Stored items
::::::::::

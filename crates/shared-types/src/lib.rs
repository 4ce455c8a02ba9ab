//! # Shared Types Crate
//!
//! Entities, protocol parameters and the error taxonomy shared by the
//! account, staking and governance controllers and by the block application.
//!
//! ## Design Principles
//!
//! - **Single Source of Truth**: anything crossing a controller boundary is
//!   defined here, never duplicated per subsystem.
//! - **Explicit Views**: every controller read and write names the ledger view
//!   it targets through [`ExecMode`].
//! - **Stable Codes**: every [`AppError`] variant maps to a numeric code that is
//!   surfaced unchanged through the check/deliver/query protocol responses.

pub mod entities;
pub mod errors;
pub mod hashing;
pub mod params;

pub use entities::*;
pub use errors::*;
pub use hashing::*;
pub use params::*;
//! Governance side of transaction execution: proposals and votes.

use crate::controller::{find_in, GovernanceController};
use crate::domain::{keys, GovProposal, ProposalState};
use sc_02_transaction::{ProposalPayload, ReplacedVote, TrxContext, TrxHandler, TrxPayload};
use shared_types::{short_hex, to_hex, AppError, AppResult, GovParams, Hash};
use tracing::debug;

impl TrxHandler for GovernanceController {
    fn validate_trx(&self, ctx: &mut TrxContext) -> AppResult<()> {
        match &ctx.trx.payload {
            TrxPayload::Proposal(payload) => self.validate_proposal(ctx, payload),
            TrxPayload::Voting { tx_hash, choice } => {
                self.checked_proposal(ctx, tx_hash, *choice)?;
                Ok(())
            }
            _ => Err(AppError::UnknownTrxType),
        }
    }

    fn execute_trx(&self, ctx: &mut TrxContext) -> AppResult<()> {
        match &ctx.trx.payload {
            TrxPayload::Proposal(payload) => self.execute_proposal(ctx, payload),
            TrxPayload::Voting { tx_hash, choice } => {
                let (tx_hash, choice) = (*tx_hash, *choice);
                self.execute_voting(ctx, &tx_hash, choice)
            }
            _ => Err(AppError::UnknownTrxType),
        }
    }

    fn revert_trx(&self, ctx: &mut TrxContext) -> AppResult<()> {
        match &ctx.trx.payload {
            TrxPayload::Proposal(_) => {
                self.ledger.write().delete(&keys::active(&ctx.tx_hash), ctx.mode);
                debug!(
                    "[sc-05] proposal {} reverted ({})",
                    short_hex(&ctx.tx_hash),
                    ctx.mode.label()
                );
                Ok(())
            }
            TrxPayload::Voting { tx_hash, .. } => {
                let Some(replaced) = ctx.replaced_vote.take() else {
                    return Ok(());
                };
                let mut ledger = self.ledger.write();
                let key = keys::active(tx_hash);
                let Some(mut proposal) = ledger.get::<GovProposal>(&key, ctx.mode)? else {
                    return Ok(());
                };
                proposal.undo_vote(&ctx.trx.from, replaced.choice, replaced.major_option)?;
                ledger.set(&key, &proposal, ctx.mode)?;
                debug!(
                    "[sc-05] vote of {} on {} reverted ({})",
                    short_hex(&ctx.trx.from),
                    short_hex(tx_hash),
                    ctx.mode.label()
                );
                Ok(())
            }
            _ => Ok(()),
        }
    }
}

impl GovernanceController {
    fn validate_proposal(&self, ctx: &TrxContext, payload: &ProposalPayload) -> AppResult<()> {
        let params = &ctx.params;

        if payload.message.len() > self.max_message_len {
            return Err(AppError::InvalidPayload(format!(
                "message length {} exceeds {}",
                payload.message.len(),
                self.max_message_len
            )));
        }
        if payload.options.is_empty() {
            return Err(AppError::InvalidPayload("no vote options".to_string()));
        }
        for option in &payload.options {
            params.merged(&GovParams::from_json(option)?).validate()?;
        }

        if payload.start_voting_height <= ctx.height {
            return Err(AppError::InvalidPayload(format!(
                "start voting height {} is not after height {}",
                payload.start_voting_height, ctx.height
            )));
        }
        let period = payload.voting_period_blocks;
        if period < params.min_voting_period_blocks || period > params.max_voting_period_blocks {
            return Err(AppError::InvalidPayload(format!(
                "voting period {} outside [{}, {}]",
                period, params.min_voting_period_blocks, params.max_voting_period_blocks
            )));
        }
        payload
            .start_voting_height
            .checked_add(period)
            .and_then(|end| end.checked_add(params.lazy_apply_blocks))
            .ok_or(AppError::Overflow("proposal heights"))?;

        if self.powers.power_of(&ctx.trx.from, ctx.mode)? == 0 {
            return Err(AppError::NotValidator);
        }
        if self.find_proposal(&ctx.tx_hash, ctx.mode)?.is_some() {
            return Err(duplicate(&ctx.tx_hash));
        }
        Ok(())
    }

    fn execute_proposal(&self, ctx: &TrxContext, payload: &ProposalPayload) -> AppResult<()> {
        // Snapshot voters before taking the governance lock.
        let max_count = usize::try_from(ctx.params.max_validator_count).unwrap_or(usize::MAX);
        let voters = self.powers.validator_powers(max_count, ctx.mode)?;
        if voters.is_empty() {
            return Err(AppError::NotValidator);
        }

        let proposal = GovProposal::new(
            ctx.tx_hash,
            ctx.trx.from,
            payload,
            voters,
            ctx.params.lazy_apply_blocks,
        )?;

        let mut ledger = self.ledger.write();
        if find_in(&ledger, &ctx.tx_hash, ctx.mode)?.is_some() {
            return Err(duplicate(&ctx.tx_hash));
        }
        ledger.set(&keys::active(&proposal.tx_hash), &proposal, ctx.mode)?;

        debug!(
            "[sc-05] proposal {} created: voting [{}, {}), apply at {}, {} voters, power {} ({})",
            short_hex(&proposal.tx_hash),
            proposal.start_voting_height,
            proposal.end_voting_height,
            proposal.apply_height,
            proposal.voters.len(),
            proposal.total_voting_power,
            ctx.mode.label()
        );
        Ok(())
    }

    /// The active proposal `tx_hash`, after checking the vote against it.
    fn checked_proposal(&self, ctx: &TrxContext, tx_hash: &Hash, choice: i32) -> AppResult<GovProposal> {
        let proposal = match self.find_proposal(tx_hash, ctx.mode)? {
            Some((proposal, ProposalState::Active)) => proposal,
            Some((proposal, ProposalState::Frozen)) => {
                return Err(AppError::NotVotingPeriod {
                    height: ctx.height,
                    start: proposal.start_voting_height,
                    end: proposal.end_voting_height,
                })
            }
            None => return Err(AppError::NotFound(format!("proposal {}", to_hex(tx_hash)))),
        };
        proposal.check_vote(&ctx.trx.from, choice, ctx.height)?;
        Ok(proposal)
    }

    fn execute_voting(&self, ctx: &mut TrxContext, tx_hash: &Hash, choice: i32) -> AppResult<()> {
        let mut ledger = self.ledger.write();
        let key = keys::active(tx_hash);
        let mut proposal: GovProposal = ledger
            .get(&key, ctx.mode)?
            .ok_or_else(|| AppError::NotFound(format!("proposal {}", to_hex(tx_hash))))?;

        proposal.check_vote(&ctx.trx.from, choice, ctx.height)?;
        let replaced = ReplacedVote {
            choice: proposal.find_voter(&ctx.trx.from).and_then(|v| v.choice),
            major_option: proposal.major_option,
        };
        proposal.do_vote(&ctx.trx.from, choice)?;
        proposal.update_major_option();
        ledger.set(&key, &proposal, ctx.mode)?;
        ctx.replaced_vote = Some(replaced);

        debug!(
            "[sc-05] {} voted {} on {} ({})",
            short_hex(&ctx.trx.from),
            choice,
            short_hex(tx_hash),
            ctx.mode.label()
        );
        Ok(())
    }
}

fn duplicate(tx_hash: &Hash) -> AppError {
    AppError::DuplicateKey(format!("proposal {}", to_hex(tx_hash)))
}
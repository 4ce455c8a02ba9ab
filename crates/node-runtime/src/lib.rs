//! # Node Runtime Library
//!
//! Configuration loading, genesis loading and the solo block loop, exposed
//! for testing. The entry point is the `main.rs` binary.

pub mod config;
pub mod genesis;
pub mod runtime;

pub use config::{ConfigError, NodeConfig};
pub use runtime::NodeRuntime;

::::::::::

**Problem to work on**
Wherever the string "through" occurs in the records above, copy that line.

**Exercise output**
//!   it targets through [`ExecMode`].
//!   surfaced unchanged through the check/deliver/query protocol responses.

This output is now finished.